Comparison of pooled relative risk estimates from 14 previously published studies (rr = 1.29; 1.18-1.41) and unpublished results from three studies (rr = 1.00; 0.97-1.04) also indicates that published data overestimate the association of spousal smoking and CHD (chi 2 = 25.1; P < 0.0001).

The bottom Line

So, where does that leave smoking as a cause of heart disease?

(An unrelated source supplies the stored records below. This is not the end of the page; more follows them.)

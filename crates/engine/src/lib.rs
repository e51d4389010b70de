//! grouphook engine - Runtime Environment Collaborators
//!
//! This crate holds everything the interception core consumes from the
//! outside world:
//! - Locating raw target addresses by name ([`TargetLocator`])
//! - Reaching live foreign objects by interface name ([`Environment`])
//! - Announcing when that environment becomes available or goes away
//!   ([`SessionSignal`])
//!
//! # Architecture
//!
//! The embedding plugin builds an [`Environment`] once its interfaces are
//! known and hands it to the hook registry at load time. Targets that only
//! exist while a game session is running are attached when the session
//! signal fires `Started` and detached on `Ended`.
//!
//! # Thread Safety
//!
//! Instance accessors and locators are `Send + Sync`; raw addresses are
//! carried as integers inside them and only turned back into pointers on
//! request. The thread that built the environment is recorded for
//! [`Environment::is_main_thread`] checks.

pub mod environment;
pub mod error;
pub mod locator;
pub mod session;

pub use environment::{Environment, EnvironmentBuilder, InstanceAccessor};
pub use error::EnvironmentError;
pub use locator::{AddressTable, FnLocator, TargetLocator};
pub use session::{SessionEvent, SessionSignal, SessionTracker, SessionTransition, SubscriptionKey};
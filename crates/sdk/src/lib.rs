//! grouphook SDK - Signature Traits and Engine Type Definitions
//!
//! This crate contains the type-level vocabulary shared by the hooking
//! framework and the code that feeds it. It has no dependencies and
//! compiles quickly, allowing parallel compilation of dependent crates.
//!
//! # Modules
//!
//! - [`function`] - Typed function signatures for interception targets
//! - [`interfaces`] - Opaque engine interface types and plain engine structs
//! - [`versions`] - Interface version strings
//! - [`vtables`] - Versioned virtual table slot layouts

pub mod function;
pub mod interfaces;
pub mod versions;
pub mod vtables;

pub use function::{Dispatch, Function, Method};
pub use interfaces::*;
pub use versions::INTERFACE_VERSIONS;
pub use vtables::{VTableLayout, VTableSlot, DESTRUCTOR_SLOTS};
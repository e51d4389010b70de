//! Runtime readiness signal
//!
//! Some targets only exist while a game session is running (their owning
//! objects are created on connect and destroyed on disconnect). The session
//! signal tells subscribers when that environment appears and disappears.
//! Callbacks are stored in a slotmap like every other listener registry in
//! this workspace and invoked synchronously.

use std::sync::Arc;

use parking_lot::RwLock;
use slotmap::{new_key_type, SlotMap};

use crate::environment::Environment;
use crate::error::EnvironmentError;

new_key_type! {
    /// Key for a session subscription, used for removal
    pub struct SubscriptionKey;
}

/// Notification delivered to session subscribers
#[derive(Debug, Clone)]
pub enum SessionEvent {
    /// The session environment became available
    Started(Arc<Environment>),
    /// The session environment went away
    Ended,
}

type SessionCallback = Arc<dyn Fn(&SessionEvent) + Send + Sync>;

/// Broadcasts session start/end to subscribers
pub struct SessionSignal {
    subscribers: RwLock<SlotMap<SubscriptionKey, SessionCallback>>,
    active: RwLock<Option<Arc<Environment>>>,
}

impl Default for SessionSignal {
    fn default() -> Self {
        Self::new()
    }
}

impl SessionSignal {
    pub fn new() -> Self {
        Self {
            subscribers: RwLock::new(SlotMap::with_key()),
            active: RwLock::new(None),
        }
    }

    /// Subscribe to session events
    ///
    /// If a session is already running the callback receives `Started`
    /// immediately, so late subscribers never miss the current session.
    pub fn subscribe<F>(&self, callback: F) -> SubscriptionKey
    where
        F: Fn(&SessionEvent) + Send + Sync + 'static,
    {
        let callback: SessionCallback = Arc::new(callback);
        let key = self.subscribers.write().insert(callback.clone());

        let active = self.active.read().clone();
        if let Some(env) = active {
            callback(&SessionEvent::Started(env));
        }

        key
    }

    /// Remove a subscription
    ///
    /// # Returns
    /// `true` if the subscription was found and removed
    pub fn unsubscribe(&self, key: SubscriptionKey) -> bool {
        self.subscribers.write().remove(key).is_some()
    }

    /// Announce that a session started
    pub fn start(&self, env: Arc<Environment>) -> Result<(), EnvironmentError> {
        {
            let mut active = self.active.write();
            if active.is_some() {
                return Err(EnvironmentError::SessionAlreadyActive);
            }
            *active = Some(env.clone());
        }

        tracing::info!("Session started");
        self.fire(&SessionEvent::Started(env));
        Ok(())
    }

    /// Announce that the session ended
    ///
    /// # Returns
    /// `false` if no session was active
    pub fn end(&self) -> bool {
        if self.active.write().take().is_none() {
            return false;
        }

        tracing::info!("Session ended");
        self.fire(&SessionEvent::Ended);
        true
    }

    /// Environment of the running session
    pub fn current(&self) -> Option<Arc<Environment>> {
        self.active.read().clone()
    }

    pub fn is_active(&self) -> bool {
        self.active.read().is_some()
    }

    /// Number of subscribers
    pub fn subscriber_count(&self) -> usize {
        self.subscribers.read().len()
    }

    fn fire(&self, event: &SessionEvent) {
        // Snapshot so callbacks may subscribe or unsubscribe while firing
        let callbacks: Vec<SessionCallback> =
            self.subscribers.read().values().cloned().collect();

        for callback in callbacks {
            callback(event);
        }
    }
}

/// Edge reported by [`SessionTracker::poll`]
#[derive(Debug, Clone, Copy, PartialEq, Eq)]
pub enum SessionTransition {
    Started,
    Ended,
}

/// Turns a per-tick "in game" flag into start/end edges
#[derive(Debug, Default)]
pub struct SessionTracker {
    in_game: bool,
}

impl SessionTracker {
    pub fn new() -> Self {
        Self::default()
    }

    /// Feed the current in-game state, returning the edge if it changed
    pub fn poll(&mut self, in_game: bool) -> Option<SessionTransition> {
        if in_game == self.in_game {
            return None;
        }

        self.in_game = in_game;
        Some(if in_game {
            SessionTransition::Started
        } else {
            SessionTransition::Ended
        })
    }

    pub fn in_game(&self) -> bool {
        self.in_game
    }
}
//! Target address location
//!
//! How an address is found (signature scan, symbol table, hardcoded offset)
//! is the embedder's business. The core only asks for a name and accepts an
//! address or a failure.

use std::collections::HashMap;
use std::ffi::c_void;
use std::ptr::NonNull;

use crate::error::EnvironmentError;

/// Resolves a stable target name to a raw code address
pub trait TargetLocator: Send + Sync {
    /// Locate the target, or report why it could not be found
    fn locate(&self, name: &str) -> Result<NonNull<c_void>, EnvironmentError>;
}

/// Locator backed by a fixed table of addresses
#[derive(Debug, Default, Clone)]
pub struct AddressTable {
    addresses: HashMap<String, usize>,
}

impl AddressTable {
    pub fn new() -> Self {
        Self::default()
    }

    /// Add an address, builder style
    pub fn with(mut self, name: &str, address: *const ()) -> Self {
        self.insert(name, address);
        self
    }

    /// Add or replace an address
    pub fn insert(&mut self, name: &str, address: *const ()) {
        self.addresses.insert(name.to_string(), address as usize);
    }

    /// Number of known targets
    pub fn len(&self) -> usize {
        self.addresses.len()
    }

    pub fn is_empty(&self) -> bool {
        self.addresses.is_empty()
    }
}

impl TargetLocator for AddressTable {
    fn locate(&self, name: &str) -> Result<NonNull<c_void>, EnvironmentError> {
        let address = self
            .addresses
            .get(name)
            .copied()
            .ok_or_else(|| EnvironmentError::TargetNotFound(name.to_string()))?;

        NonNull::new(address as *mut c_void)
            .ok_or_else(|| EnvironmentError::NullPointer(name.to_string()))
    }
}

/// Locator wrapping a lookup closure (signature scanner, symbol lookup)
pub struct FnLocator<F> {
    lookup: F,
}

impl<F> FnLocator<F>
where
    F: Fn(&str) -> Option<*const ()> + Send + Sync,
{
    pub fn new(lookup: F) -> Self {
        Self { lookup }
    }
}

impl<F> TargetLocator for FnLocator<F>
where
    F: Fn(&str) -> Option<*const ()> + Send + Sync,
{
    fn locate(&self, name: &str) -> Result<NonNull<c_void>, EnvironmentError> {
        let address = (self.lookup)(name)
            .ok_or_else(|| EnvironmentError::TargetNotFound(name.to_string()))?;

        NonNull::new(address as *mut c_void)
            .ok_or_else(|| EnvironmentError::NullPointer(name.to_string()))
    }
}

#[cfg(test)]
mod tests {
    use super::*;

    #[test]
    fn test_address_table_lookup() {
        let table = AddressTable::new()
            .with("GetLocalPlayerIndex", 0x1000 as *const ())
            .with("Null", std::ptr::null());

        assert_eq!(table.len(), 2);
        assert_eq!(
            table.locate("GetLocalPlayerIndex").unwrap().as_ptr() as usize,
            0x1000
        );
        assert!(matches!(
            table.locate("Null"),
            Err(EnvironmentError::NullPointer(_))
        ));
        assert!(matches!(
            table.locate("Missing"),
            Err(EnvironmentError::TargetNotFound(_))
        ));
    }

    #[test]
    fn test_fn_locator() {
        let locator = FnLocator::new(|name| {
            if name == "SetMode" {
                Some(0x2000 as *const ())
            } else {
                None
            }
        });

        assert_eq!(locator.locate("SetMode").unwrap().as_ptr() as usize, 0x2000);
        assert!(locator.locate("SetCameraAngle").is_err());
    }
}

Well there are two sides to the debate - and a lot of money to be made out of staying with the status quo. I am not qualified to suggest that smoking does not cause many of the conditions that it is blamed for, including heart disease. But I do think that it is an argument that needs to be looked at with some caution.

References

1. Stallones RA. The Rise and Fall of Ischaemic Heart Disease. Scientific American 1980; 243: 43-9.

2. Marmot MG, Booth M, Beral V. Changes in heart disease mortality in England and Wales and other countries. Hlth Trends 1981; 13: 33-38.

3. Silman AJ. Routinely collected data and ischaemic heart disease in the United Kingdom. Hlth Trends 1981; 13: 39-42.

4. Shepherd J, Betteridge DJ, Durrington P, et al. Strategies for reducing coronary heart disease and desirable limits for blood lipid concentrations: guidelines of the British Hyperlipidaemia Association. BMJ 1987; 295: 1245-6

5. Seltzer CC. Framingham Study data and "established wisdom" about cigarette smoking and coronary heart disease. J Clin Epidemiol 1989; 42 (8): 743-50.

6. Enstrom JE, Kabat GC. Environmental tobacco smoke and tobacco related mortality in a prospective study of Californians, 1960-98. BMJ 2003;326:1057

7. Burch PRJ. Smoking and lung cancer: the problem of inferring cause. J Royal Statistical Society 1998; 141:437-477.

8. LeVois ME, Layard MW. Publication bias in the environmental tobacco smoke/coronary heart disease epidemiologic literature. Regul Toxicol Pharmacol. 1995;21:184-91.